Story of Psychology - Morton Hunt [49]
All this seems soundly put together and watertight, but there was one serious leak in the system. It was the ancient philosophic problem concerning sense perception: How can we know that what we sense is a true representation of what exists outside the mind? Locke sees no reason to doubt that we have true knowledge of the world around us. He does say, like Descartes, that God would not mislead us, but his comments have the sound not so much of piety as of common sense:
The infinitely wise contriver of us, and all things about us, hath fitted our senses, faculties, and organs to the conveniences of life, and the business we have to do here. We are able, by our senses, to know and distinguish things; and to examine them so far as to apply them to our uses… Such a knowledge as this, which is suited to our present condition, we want not faculties to attain.37
In two respects, however, his discussion of perception created problems for later psychologists. (Locke did not distinguish between sensation and perception; the differentiation would not be made for nearly two centuries.)
First, he accepted the distinction, as old as Aquinas and maintained by Descartes, Galileo, and Newton, between “primary” qualities and “secondary” qualities of the objects we perceive.
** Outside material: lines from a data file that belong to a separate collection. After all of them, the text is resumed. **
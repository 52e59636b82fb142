//! Rendering-parameter derivation: turns an [`IntroFrame`] into draw
//! commands for any surface.
//!
//! Geometry is authored for a 280-unit clock face and scaled uniformly to
//! fit the viewport together with the labels underneath it.

use clock_intro_protocol::{
    IntroFrame, Phase, Point, Rect, RenderCommand, SharedStr, TextAlign, ThemeToken, Viewport,
};

use crate::config::IntroLabels;
use crate::ticks::{TICK_COUNT, TICK_SPACING_DEG};

const CLOCK_SIZE: f64 = 280.0;
const TICK_RADIUS: f64 = 120.0;
const MAJOR_TICK_LENGTH: f64 = 14.0;
const MINOR_TICK_LENGTH: f64 = 6.0;
const MAJOR_TICK_GAP: f64 = 4.0;
const PIVOT_RADIUS: f64 = 3.0;
const GRID_SPACING: f64 = 48.0;

/// Unscaled size of the face plus labels column.
const LAYOUT_WIDTH: f64 = 320.0;
const LAYOUT_HEIGHT: f64 = 440.0;

const TIME_LABEL_OFFSET: f64 = 36.0;
const NAME_OFFSET: f64 = 88.0;
const TITLE_OFFSET: f64 = 116.0;
const EDGE_MARGIN: f64 = 32.0;

const SKIP_OPACITY: f32 = 0.4;

/// Scroll-mouse glyph under the continue hint.
const MOUSE_WIDTH: f64 = 20.0;
const MOUSE_HEIGHT: f64 = 32.0;
const MOUSE_WHEEL_TOP: f64 = 8.0;
const MOUSE_WHEEL_LENGTH: f64 = 4.0;
const MOUSE_WHEEL_WIDTH: f64 = 4.0;
const HINT_GAP: f64 = 12.0;
const HINT_CYCLE_MS: f64 = 1500.0;
const HINT_BOB: f64 = 4.0;
const WHEEL_MIN_OPACITY: f32 = 0.3;

/// Hand geometry in face units.
#[derive(Debug, Clone, Copy)]
struct HandSpec {
    length: f64,
    width: f64,
    tail: f64,
}

const HOUR_HAND: HandSpec = HandSpec {
    length: 55.0,
    width: 3.0,
    tail: 0.0,
};
const MINUTE_HAND: HandSpec = HandSpec {
    length: 80.0,
    width: 2.0,
    tail: 0.0,
};
const SECOND_HAND: HandSpec = HandSpec {
    length: 95.0,
    width: 1.0,
    tail: 24.0,
};

/// Positions of the clock and its overlay inside a viewport.
#[derive(Debug, Clone, Copy, PartialEq)]
pub struct IntroLayout {
    pub viewport: Viewport,
    /// Face units to viewport units.
    pub scale: f64,
    pub center: Point,
}

impl IntroLayout {
    pub fn new(viewport: &Viewport) -> Self {
        let scale = (viewport.width / LAYOUT_WIDTH)
            .min(viewport.height / LAYOUT_HEIGHT)
            .max(0.0);
        let top = viewport.y + (viewport.height - LAYOUT_HEIGHT * scale) / 2.0;
        let center = Point::new(
            viewport.x + viewport.width / 2.0,
            top + (CLOCK_SIZE / 2.0) * scale,
        );
        Self {
            viewport: *viewport,
            scale,
            center,
        }
    }

    /// Point at `radius` face units along a clockwise angle from twelve.
    pub fn polar(&self, degrees: f64, radius: f64) -> Point {
        let rad = degrees.to_radians();
        Point::new(
            self.center.x + rad.sin() * radius * self.scale,
            self.center.y - rad.cos() * radius * self.scale,
        )
    }

    fn face_bottom(&self) -> f64 {
        self.center.y + (CLOCK_SIZE / 2.0) * self.scale
    }

    fn font(&self, size: f64) -> f64 {
        (size * self.scale).max(1.0)
    }

    /// Hit area of the skip affordance, bottom-right of the viewport.
    pub fn skip_rect(&self) -> Rect {
        let w = 72.0 * self.scale.max(0.5);
        let h = 24.0 * self.scale.max(0.5);
        let vp = &self.viewport;
        Rect::new(
            vp.x + vp.width - EDGE_MARGIN * self.scale - w,
            vp.y + vp.height - EDGE_MARGIN * self.scale - h,
            w,
            h,
        )
    }
}

/// Host-side presentation state that the intro itself does not track.
#[derive(Debug, Clone, Copy, PartialEq)]
pub struct Presentation {
    /// Fades the whole intro; hosts animate it from 1 to 0 over the exit
    /// delay once `is_complete` is set.
    pub layer_opacity: f32,
    /// The pointer is over the skip affordance.
    pub skip_hovered: bool,
    /// Host time, drives the looping hint animation.
    pub now_ms: f64,
}

impl Default for Presentation {
    fn default() -> Self {
        Self {
            layer_opacity: 1.0,
            skip_hovered: false,
            now_ms: 0.0,
        }
    }
}

/// 0 at the start of a hint cycle, 1 halfway, eased at both ends.
fn hint_wave(now_ms: f64) -> f64 {
    let phase = (now_ms / HINT_CYCLE_MS).rem_euclid(1.0);
    (1.0 - (phase * std::f64::consts::TAU).cos()) / 2.0
}

fn is_major_tick(index: u8) -> bool {
    index % 3 == 0
}

fn shown(visible: bool) -> f32 {
    if visible { 1.0 } else { 0.0 }
}

/// Derive the draw commands for one frame.
pub fn render_intro(
    frame: &IntroFrame,
    viewport: &Viewport,
    labels: &IntroLabels,
    presentation: &Presentation,
) -> Vec<RenderCommand> {
    let layout = IntroLayout::new(viewport);
    let layer = presentation.layer_opacity.clamp(0.0, 1.0);
    let mut commands = Vec::with_capacity(96);

    commands.push(RenderCommand::DrawRect {
        rect: Rect::new(viewport.x, viewport.y, viewport.width, viewport.height),
        color: ThemeToken::Background,
        opacity: layer,
    });
    push_grid(&mut commands, &layout, layer);

    commands.push(RenderCommand::BeginGroup {
        id: SharedStr::from("face"),
    });
    for index in 0..TICK_COUNT {
        let revealed = frame.revealed_ticks.contains(&index);
        push_tick(&mut commands, &layout, index, shown(revealed) * layer);
    }

    let minute_length = if frame.phase == Phase::HandGrowth {
        frame.minute_hand_length * 0.8
    } else {
        MINUTE_HAND.length
    };
    push_hand(
        &mut commands,
        &layout,
        frame.angles.hour,
        HOUR_HAND,
        ThemeToken::Hand,
        shown(frame.hands_visible.hour) * layer,
    );
    push_hand(
        &mut commands,
        &layout,
        frame.angles.minute,
        HandSpec {
            length: minute_length,
            ..MINUTE_HAND
        },
        ThemeToken::Hand,
        shown(frame.hands_visible.minute) * layer,
    );
    push_hand(
        &mut commands,
        &layout,
        frame.angles.second,
        SECOND_HAND,
        ThemeToken::SecondHand,
        shown(frame.hands_visible.second) * layer,
    );

    commands.push(RenderCommand::DrawCircle {
        center: layout.center,
        radius: PIVOT_RADIUS * layout.scale,
        color: ThemeToken::Pivot,
        width: 1.0,
        opacity: layer,
    });
    commands.push(RenderCommand::EndGroup);

    push_overlay(&mut commands, &layout, frame, labels, presentation, layer);
    commands
}

fn push_grid(commands: &mut Vec<RenderCommand>, layout: &IntroLayout, opacity: f32) {
    let spacing = GRID_SPACING * layout.scale;
    if spacing < 4.0 {
        return;
    }
    let vp = &layout.viewport;
    let mut x = vp.x + spacing;
    while x < vp.x + vp.width {
        commands.push(RenderCommand::DrawLine {
            from: Point::new(x, vp.y),
            to: Point::new(x, vp.y + vp.height),
            color: ThemeToken::Grid,
            width: 1.0,
            opacity,
        });
        x += spacing;
    }
    let mut y = vp.y + spacing;
    while y < vp.y + vp.height {
        commands.push(RenderCommand::DrawLine {
            from: Point::new(vp.x, y),
            to: Point::new(vp.x + vp.width, y),
            color: ThemeToken::Grid,
            width: 1.0,
            opacity,
        });
        y += spacing;
    }
}

fn push_tick(commands: &mut Vec<RenderCommand>, layout: &IntroLayout, index: u8, opacity: f32) {
    let angle = f64::from(index) * TICK_SPACING_DEG;
    let scale = layout.scale;

    if !is_major_tick(index) {
        commands.push(RenderCommand::DrawLine {
            from: layout.polar(angle, TICK_RADIUS),
            to: layout.polar(angle, TICK_RADIUS - MINOR_TICK_LENGTH),
            color: ThemeToken::TickMuted,
            width: scale,
            opacity,
        });
        return;
    }

    // Cardinal positions get a long outer stroke plus a short inner one.
    let inner = TICK_RADIUS - MAJOR_TICK_LENGTH;
    commands.push(RenderCommand::DrawLine {
        from: layout.polar(angle, TICK_RADIUS),
        to: layout.polar(angle, inner),
        color: ThemeToken::Tick,
        width: 2.0 * scale,
        opacity,
    });
    commands.push(RenderCommand::DrawLine {
        from: layout.polar(angle, inner - MAJOR_TICK_GAP),
        to: layout.polar(angle, inner - MAJOR_TICK_GAP - MAJOR_TICK_LENGTH * 0.4),
        color: ThemeToken::Tick,
        width: 2.0 * scale,
        opacity,
    });
}

fn push_hand(
    commands: &mut Vec<RenderCommand>,
    layout: &IntroLayout,
    degrees: f64,
    hand: HandSpec,
    color: ThemeToken,
    opacity: f32,
) {
    let from = if hand.tail > 0.0 {
        layout.polar(degrees + 180.0, hand.tail)
    } else {
        layout.center
    };
    commands.push(RenderCommand::DrawLine {
        from,
        to: layout.polar(degrees, hand.length),
        color,
        width: hand.width * layout.scale,
        opacity,
    });
}

fn push_overlay(
    commands: &mut Vec<RenderCommand>,
    layout: &IntroLayout,
    frame: &IntroFrame,
    labels: &IntroLabels,
    presentation: &Presentation,
    layer: f32,
) {
    let cx = layout.center.x;
    let bottom = layout.face_bottom();
    let scale = layout.scale;
    let live = shown(frame.is_live) * layer;

    commands.push(RenderCommand::BeginGroup {
        id: SharedStr::from("overlay"),
    });

    if let Some(time) = &frame.time_label {
        commands.push(RenderCommand::DrawText {
            position: Point::new(cx, bottom + TIME_LABEL_OFFSET * scale),
            text: SharedStr::from(time.as_str()),
            color: ThemeToken::TextSecondary,
            font_size: layout.font(14.0),
            align: TextAlign::Center,
            opacity: live,
        });
    }

    let name_y = bottom + NAME_OFFSET * scale;
    commands.push(RenderCommand::DrawText {
        position: Point::new(cx - 5.0 * scale, name_y),
        text: labels.first_name.clone(),
        color: ThemeToken::TextPrimary,
        font_size: layout.font(28.0),
        align: TextAlign::Right,
        opacity: live,
    });
    commands.push(RenderCommand::DrawText {
        position: Point::new(cx + 5.0 * scale, name_y),
        text: labels.last_name.clone(),
        color: ThemeToken::TextSecondary,
        font_size: layout.font(28.0),
        align: TextAlign::Left,
        opacity: live,
    });
    commands.push(RenderCommand::DrawText {
        position: Point::new(cx, bottom + TITLE_OFFSET * scale),
        text: labels.title.clone(),
        color: ThemeToken::TextMuted,
        font_size: layout.font(13.0),
        align: TextAlign::Center,
        opacity: live,
    });

    push_continue_hint(
        commands,
        layout,
        labels,
        presentation.now_ms,
        shown(frame.is_ready) * layer,
    );

    let skip = layout.skip_rect();
    let (skip_color, skip_opacity) = match (frame.skip_visible, presentation.skip_hovered) {
        (false, _) => (ThemeToken::SkipButton, 0.0),
        (true, false) => (ThemeToken::SkipButton, SKIP_OPACITY * layer),
        (true, true) => (ThemeToken::TextPrimary, layer),
    };
    commands.push(RenderCommand::DrawText {
        position: Point::new(skip.x + skip.w, skip.y + skip.h * 0.7),
        text: labels.skip.clone(),
        color: skip_color,
        font_size: layout.font(11.0),
        align: TextAlign::Right,
        opacity: skip_opacity,
    });

    commands.push(RenderCommand::EndGroup);
}

/// "Click or scroll" text above a bobbing scroll-mouse outline whose wheel
/// pulses in step with the bob.
fn push_continue_hint(
    commands: &mut Vec<RenderCommand>,
    layout: &IntroLayout,
    labels: &IntroLabels,
    now_ms: f64,
    opacity: f32,
) {
    let vp = &layout.viewport;
    let scale = layout.scale;
    let cx = layout.center.x;
    let rest_top = vp.y + vp.height - (EDGE_MARGIN + MOUSE_HEIGHT) * scale;

    commands.push(RenderCommand::DrawText {
        position: Point::new(cx, rest_top - (HINT_GAP + 6.0) * scale),
        text: labels.continue_hint.clone(),
        color: ThemeToken::TextMuted,
        font_size: layout.font(11.0),
        align: TextAlign::Center,
        opacity,
    });

    let wave = hint_wave(now_ms);
    let top = rest_top + HINT_BOB * wave * scale;
    commands.push(RenderCommand::DrawRoundedRect {
        rect: Rect::new(
            cx - MOUSE_WIDTH / 2.0 * scale,
            top,
            MOUSE_WIDTH * scale,
            MOUSE_HEIGHT * scale,
        ),
        corner_radius: MOUSE_WIDTH / 2.0 * scale,
        color: ThemeToken::TextMuted,
        width: scale,
        opacity,
    });
    let pulse = 1.0 - (1.0 - WHEEL_MIN_OPACITY) * wave as f32;
    commands.push(RenderCommand::DrawLine {
        from: Point::new(cx, top + MOUSE_WHEEL_TOP * scale),
        to: Point::new(cx, top + (MOUSE_WHEEL_TOP + MOUSE_WHEEL_LENGTH) * scale),
        color: ThemeToken::TextPrimary,
        width: MOUSE_WHEEL_WIDTH * scale,
        opacity: opacity * pulse,
    });
}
Primary qualities are “inseparable” from their objects, no matter how much they may change; they produce in us the simple ideas of solidity, extension, figure, motion or rest, and number. “Take a grain of wheat,” Locke says, “divide it in two parts; each part still has solidity, extension, figure, and mobility.” Secondary qualities, such as color, sound, taste, and smell, do not exist in the objects in the form that we perceive them but are sensations that the object’s primary qualities cause in us. A violet is not violet in the dark; it is violet only when it causes a sensation of that color in us. Or so Locke reasoned.
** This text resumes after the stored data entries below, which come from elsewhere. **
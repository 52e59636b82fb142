pub mod commands;
pub mod frame;
pub mod shared_str;
pub mod theme;
pub mod types;

pub use commands::{RenderCommand, TextAlign};
pub use frame::{HandAngles, HandVisibility, IntroFrame, Phase};
pub use shared_str::SharedStr;
pub use theme::ThemeToken;
pub use types::{Color, Point, Rect, Viewport};
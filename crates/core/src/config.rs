//! Timing, geometry tuning, and overlay text for the intro.
//!
//! Every field has a default, so a JSON document only needs to name the
//! values it overrides:
//!
//! ```json
//! { "sweep_ms": 2000, "labels": { "first_name": "ADA" } }
//! ```

use clock_intro_protocol::SharedStr;
use serde::{Deserialize, Serialize};
use thiserror::Error;

#[derive(Debug, Error)]
pub enum ConfigError {
    #[error("invalid config JSON: {0}")]
    Json(#[from] serde_json::Error),
    #[error("{field} must be a finite, non-negative number (got {value})")]
    OutOfRange { field: &'static str, value: f64 },
}

/// Per-hand animation durations for the catch-up sweep, in milliseconds.
#[derive(Debug, Clone, Copy, PartialEq, Serialize, Deserialize)]
#[serde(default)]
pub struct HandDurations {
    pub hour_ms: f64,
    pub minute_ms: f64,
    pub second_ms: f64,
}

impl Default for HandDurations {
    fn default() -> Self {
        Self {
            hour_ms: 600.0,
            minute_ms: 800.0,
            second_ms: 600.0,
        }
    }
}

impl HandDurations {
    /// The longest of the three; the catch-up ends when it has elapsed.
    pub fn max(&self) -> f64 {
        self.hour_ms.max(self.minute_ms).max(self.second_ms)
    }
}

/// Text shown around the clock face.
#[derive(Debug, Clone, PartialEq, Serialize, Deserialize)]
#[serde(default)]
pub struct IntroLabels {
    pub first_name: SharedStr,
    pub last_name: SharedStr,
    pub title: SharedStr,
    pub continue_hint: SharedStr,
    pub skip: SharedStr,
}

impl Default for IntroLabels {
    fn default() -> Self {
        Self {
            first_name: "YOUR".into(),
            last_name: "NAME".into(),
            title: "FULL STACK DEVELOPER".into(),
            continue_hint: "CLICK OR SCROLL TO CONTINUE".into(),
            skip: "SKIP \u{2192}".into(),
        }
    }
}

#[derive(Debug, Clone, PartialEq, Serialize, Deserialize)]
#[serde(default)]
pub struct IntroConfig {
    /// Delay from mount until the minute hand starts growing.
    pub boot_delay_ms: f64,
    pub growth_ms: f64,
    /// Pause between the fully grown hand and the reveal sweep.
    pub growth_pause_ms: f64,
    /// Duration of the full-turn reveal sweep.
    pub sweep_ms: f64,
    pub sweep_pause_ms: f64,
    /// Shared start delay before the hands begin catching up.
    pub sync_start_delay_ms: f64,
    pub hand_durations: HandDurations,
    pub hour_min_rotation_deg: f64,
    pub minute_min_rotation_deg: f64,
    /// How far ahead of the hand a tick lights up.
    pub tick_anticipation_deg: f64,
    /// Grace period after the hands go live before dismissal is accepted.
    pub ready_delay_ms: f64,
    /// Exit animation length; the completion callback fires after it.
    pub exit_delay_ms: f64,
    pub labels: IntroLabels,
}

impl Default for IntroConfig {
    fn default() -> Self {
        Self {
            boot_delay_ms: 400.0,
            growth_ms: 400.0,
            growth_pause_ms: 100.0,
            sweep_ms: 1600.0,
            sweep_pause_ms: 200.0,
            sync_start_delay_ms: 200.0,
            hand_durations: HandDurations::default(),
            hour_min_rotation_deg: 30.0,
            minute_min_rotation_deg: 60.0,
            tick_anticipation_deg: 10.0,
            ready_delay_ms: 600.0,
            exit_delay_ms: 600.0,
            labels: IntroLabels::default(),
        }
    }
}

impl IntroConfig {
    /// Parse and validate a (possibly partial) JSON document.
    pub fn from_json(text: &str) -> Result<Self, ConfigError> {
        let config: Self = serde_json::from_str(text)?;
        config.validate()?;
        Ok(config)
    }

    pub fn validate(&self) -> Result<(), ConfigError> {
        let fields = [
            ("boot_delay_ms", self.boot_delay_ms),
            ("growth_ms", self.growth_ms),
            ("growth_pause_ms", self.growth_pause_ms),
            ("sweep_ms", self.sweep_ms),
            ("sweep_pause_ms", self.sweep_pause_ms),
            ("sync_start_delay_ms", self.sync_start_delay_ms),
            ("hand_durations.hour_ms", self.hand_durations.hour_ms),
            ("hand_durations.minute_ms", self.hand_durations.minute_ms),
            ("hand_durations.second_ms", self.hand_durations.second_ms),
            ("hour_min_rotation_deg", self.hour_min_rotation_deg),
            ("minute_min_rotation_deg", self.minute_min_rotation_deg),
            ("tick_anticipation_deg", self.tick_anticipation_deg),
            ("ready_delay_ms", self.ready_delay_ms),
            ("exit_delay_ms", self.exit_delay_ms),
        ];
        for (field, value) in fields {
            if !value.is_finite() || value < 0.0 {
                return Err(ConfigError::OutOfRange { field, value });
            }
        }
        Ok(())
    }
}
Second, if our ideas are all derived from our perceptions, we know what we perceive but not the reality underlying them—nor even that any reality exists. Similarly, we never know the substance that is mind; we know only our experiences of our ideas. Reasonable Locke is undaunted:
Sensation convinces us that there are solid, extended substances; and reflection, that there are thinking ones; experience assures us of the existence of such beings; and that the one hath a power to move body by impulse, the other by thought; this we cannot doubt of.38
But this simple reassurance would not convince certain other philosophers and psychologists. They would try, and fail, to find a way to prove either that our knowledge of the world is accurate or that anything exists other than our perceptions.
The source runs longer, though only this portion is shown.